In the 2009 review, there was one additional anomaly that appears to be inconsistent with most of the published research on the topic, and that is that supplementation did not help in many cases. Without knowing the specific supplements used, where they were made, by whom, when and how, it would be impossible to know for sure if supplement quality (or more appropriately the lack thereof) was responsible for that reality. However, given the full scale of scientific research on the relationship between vitamin D levels and the risk of developing any one of several dozen illnesses, diseases and other health conditions; it appears likely that either those examples stand alone as exceptions, or there may have potentially been an issue with the bioavailability (ability for the human body to absorb and use) of the supplements used in the study.
The Comparative Guide to Nutrition Supplements IV Edition notes a substantial variance in terms of absorption rates of different brands of supplements, with three or four scoring head-and-shoulders above the other 150 or so supplement brands surveyed. Not every OTC, grocery store or pharmacy brand will be the equivalent of sunlight in a capsule.
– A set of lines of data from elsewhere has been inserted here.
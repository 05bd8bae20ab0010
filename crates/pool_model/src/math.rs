//! Constant-product pricing and LP share math
//!
//! Every intermediate runs in u128 with checked operations; results are
//! narrowed back to u64 only after the final division. Division rounds toward
//! zero everywhere, which always favors the pool over the caller.

use crate::error::PoolError;

/// Basis point denominator (100% = 10_000 bps)
pub const BPS_DENOMINATOR: u64 = 10_000;

#[inline]
pub fn checked_add(a: u64, b: u64) -> Result<u64, PoolError> {
    a.checked_add(b).ok_or(PoolError::MathOverflow)
}

#[inline]
pub fn checked_sub(a: u64, b: u64) -> Result<u64, PoolError> {
    a.checked_sub(b).ok_or(PoolError::MathOverflow)
}

/// `a * b / d` in u128, narrowed to u64
#[inline]
pub fn mul_div(a: u64, b: u64, d: u64) -> Result<u64, PoolError> {
    let product = (a as u128)
        .checked_mul(b as u128)
        .ok_or(PoolError::MathOverflow)?;
    let quotient = product
        .checked_div(d as u128)
        .ok_or(PoolError::MathOverflow)?;
    u64::try_from(quotient).map_err(|_| PoolError::MathOverflow)
}

/// Integer square root (floor) via Newton iteration
pub fn isqrt(n: u128) -> u128 {
    if n < 2 {
        return n;
    }
    let mut x = n;
    let mut y = (x >> 1) + (x & 1);
    while y < x {
        x = y;
        y = (x + n / x) / 2;
    }
    x
}

/// floor(sqrt(a * b)); seeds the LP supply of an empty pool
pub fn geometric_mean(a: u64, b: u64) -> Result<u64, PoolError> {
    let product = (a as u128)
        .checked_mul(b as u128)
        .ok_or(PoolError::MathOverflow)?;
    // sqrt of a u128 always fits in u64
    u64::try_from(isqrt(product)).map_err(|_| PoolError::MathOverflow)
}

/// Result of splitting a gross amount into fees
#[derive(Debug, Clone, Copy, PartialEq, Eq, Default)]
pub struct FeeSplit {
    /// Amount that earns LP shares
    pub net: u64,
    /// Retained in reserves, accrues to existing LPs
    pub trade_fee: u64,
    /// Routed to the fee recipient
    pub protocol_fee: u64,
}

impl FeeSplit {
    /// Portion that lands in the pool vault (`net + trade_fee`)
    #[inline]
    pub fn credited(&self) -> u64 {
        // net + trade_fee <= gross, cannot overflow
        self.net + self.trade_fee
    }
}

/// Take trade and protocol fees out of a gross amount
pub fn apply_fees(
    amount: u64,
    trade_fee_bps: u16,
    protocol_fee_bps: u16,
) -> Result<FeeSplit, PoolError> {
    if trade_fee_bps as u64 + protocol_fee_bps as u64 >= BPS_DENOMINATOR {
        return Err(PoolError::InvalidFeeConfig);
    }
    let trade_fee = mul_div(amount, trade_fee_bps as u64, BPS_DENOMINATOR)?;
    let protocol_fee = mul_div(amount, protocol_fee_bps as u64, BPS_DENOMINATOR)?;
    let net = checked_sub(checked_sub(amount, trade_fee)?, protocol_fee)?;
    Ok(FeeSplit {
        net,
        trade_fee,
        protocol_fee,
    })
}

/// LP tokens issued for a deposit of `(amount_a, amount_b)`
///
/// An empty pool mints `geometric_mean(amount_a, amount_b)`. Otherwise the
/// smaller of the two proportional shares is minted, so the excess of the
/// over-supplied side is donated to the pool.
pub fn quote_deposit(
    reserve_a: u64,
    reserve_b: u64,
    total_lp_supply: u64,
    amount_a: u64,
    amount_b: u64,
    min_lp_tokens: u64,
) -> Result<u64, PoolError> {
    if amount_a == 0 || amount_b == 0 {
        return Err(PoolError::InvalidAmount);
    }

    let lp_out = if total_lp_supply == 0 {
        geometric_mean(amount_a, amount_b)?
    } else {
        if reserve_a == 0 || reserve_b == 0 {
            return Err(PoolError::InvalidPoolState);
        }
        let share_a = mul_div(amount_a, total_lp_supply, reserve_a)?;
        let share_b = mul_div(amount_b, total_lp_supply, reserve_b)?;
        share_a.min(share_b)
    };

    if lp_out == 0 {
        return Err(PoolError::InvalidAmount);
    }
    if lp_out < min_lp_tokens {
        return Err(PoolError::SlippageExceeded);
    }
    Ok(lp_out)
}

/// Token payout for burning `lp_tokens_in`
///
/// `amount_x = reserve_x * lp_tokens_in / total_lp_supply`, rounded down.
pub fn quote_withdraw(
    reserve_a: u64,
    reserve_b: u64,
    total_lp_supply: u64,
    lp_tokens_in: u64,
    min_amount_a: u64,
    min_amount_b: u64,
) -> Result<(u64, u64), PoolError> {
    if lp_tokens_in == 0 {
        return Err(PoolError::InvalidAmount);
    }
    if total_lp_supply == 0 || lp_tokens_in > total_lp_supply {
        return Err(PoolError::InsufficientReserves);
    }

    let amount_a = mul_div(reserve_a, lp_tokens_in, total_lp_supply)?;
    let amount_b = mul_div(reserve_b, lp_tokens_in, total_lp_supply)?;

    if amount_a > reserve_a || amount_b > reserve_b {
        return Err(PoolError::InsufficientReserves);
    }
    if amount_a < min_amount_a || amount_b < min_amount_b {
        return Err(PoolError::SlippageExceeded);
    }
    Ok((amount_a, amount_b))
}

#[cfg(test)]
mod tests {
    use super::*;

    #[test]
    fn test_isqrt() {
        assert_eq!(isqrt(0), 0);
        assert_eq!(isqrt(1), 1);
        assert_eq!(isqrt(3), 1);
        assert_eq!(isqrt(4), 2);
        assert_eq!(isqrt(1_000_000), 1_000);
        assert_eq!(isqrt(999_999), 999);
        assert_eq!(isqrt(u64::MAX as u128 * u64::MAX as u128), u64::MAX as u128);
    }

    #[test]
    fn test_seed_deposit_uses_geometric_mean() {
        assert_eq!(quote_deposit(0, 0, 0, 1000, 1000, 0).unwrap(), 1000);
        assert_eq!(quote_deposit(0, 0, 0, 100, 400, 0).unwrap(), 200);
    }

    #[test]
    fn test_proportional_deposit_takes_minimum() {
        // 1000/1000 pool, 1000 LP outstanding
        assert_eq!(quote_deposit(1000, 1000, 1000, 500, 500, 0).unwrap(), 500);
        // Over-supplying A only earns the B-side share
        assert_eq!(quote_deposit(1000, 1000, 1000, 900, 300, 0).unwrap(), 300);
    }

    #[test]
    fn test_deposit_rejects_zero_and_dust() {
        assert_eq!(
            quote_deposit(1000, 1000, 1000, 0, 10, 0),
            Err(PoolError::InvalidAmount)
        );
        // 1 * 10 / 1_000_000 rounds to zero
        assert_eq!(
            quote_deposit(1_000_000, 1_000_000, 10, 1, 1, 0),
            Err(PoolError::InvalidAmount)
        );
    }

    #[test]
    fn test_deposit_slippage() {
        assert_eq!(
            quote_deposit(1000, 1000, 1000, 500, 500, 501),
            Err(PoolError::SlippageExceeded)
        );
        assert_eq!(quote_deposit(1000, 1000, 1000, 500, 500, 500).unwrap(), 500);
    }

    #[test]
    fn test_deposit_overflow_surfaces() {
        // share exceeds u64
        assert_eq!(
            quote_deposit(1, 1, u64::MAX, u64::MAX, u64::MAX, 0),
            Err(PoolError::MathOverflow)
        );
    }

    #[test]
    fn test_withdraw_exact_division() {
        assert_eq!(quote_withdraw(1500, 1500, 1500, 750, 0, 0).unwrap(), (750, 750));
        // 1000 * 333 / 999 = 333.33 -> 333
        assert_eq!(quote_withdraw(1000, 2000, 999, 333, 0, 0).unwrap(), (333, 666));
    }

    #[test]
    fn test_withdraw_errors() {
        assert_eq!(quote_withdraw(100, 100, 100, 0, 0, 0), Err(PoolError::InvalidAmount));
        assert_eq!(
            quote_withdraw(100, 100, 100, 101, 0, 0),
            Err(PoolError::InsufficientReserves)
        );
        assert_eq!(quote_withdraw(0, 0, 0, 1, 0, 0), Err(PoolError::InsufficientReserves));
        assert_eq!(
            quote_withdraw(100, 100, 100, 50, 51, 0),
            Err(PoolError::SlippageExceeded)
        );
        assert_eq!(
            quote_withdraw(100, 100, 100, 50, 0, 51),
            Err(PoolError::SlippageExceeded)
        );
    }

    #[test]
    fn test_apply_fees() {
        let split = apply_fees(10_000, 30, 5).unwrap();
        assert_eq!(split.trade_fee, 30);
        assert_eq!(split.protocol_fee, 5);
        assert_eq!(split.net, 9_965);
        assert_eq!(split.credited(), 9_995);

        let free = apply_fees(777, 0, 0).unwrap();
        assert_eq!(free, FeeSplit { net: 777, trade_fee: 0, protocol_fee: 0 });

        assert_eq!(apply_fees(100, 9_000, 1_000), Err(PoolError::InvalidFeeConfig));
    }

    #[test]
    fn test_fees_round_down() {
        // 99 * 30 / 10_000 = 0.297
        let split = apply_fees(99, 30, 30).unwrap();
        assert_eq!(split.trade_fee, 0);
        assert_eq!(split.protocol_fee, 0);
        assert_eq!(split.net, 99);
    }
}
If one is going to rely on vitamin D supplements alone, that person would be well advised to reference the CGNS IV and decide for themselves which of the brands surveyed to use.
Brands like Douglas Laboratories, Biotech, USANA and Pamela Egan / Egan Wellness Clinic consistently scored significantly above virtually all other products by all other brands of the 100+ surveyed. This is not insignificant and it is not the result of random occurrence. Some supplement makers are better at making supplements than others, and consumers should think long and hard before entrusting their health to a brand whose corporate leadership’s top priority is cost-cutting measures.
The best way to obtain vitamin D is still direct exposure to sunlight. That’s right, sunbathing – positioning oneself in such a way that a maximum amount of sunlight makes extended contact with a maximum amount of skin (permissible by law of course) – is still the best way to obtain Vitamin D3 (cholecalciferol), the vastly superior of the two forms of Vitamin D approved for sale as a dietary supplement in the United States. Just be careful to sunbathe in moderation, being mindful of avoiding sunburn from prolonged exposure, even using sunscreen when necessary and appropriate.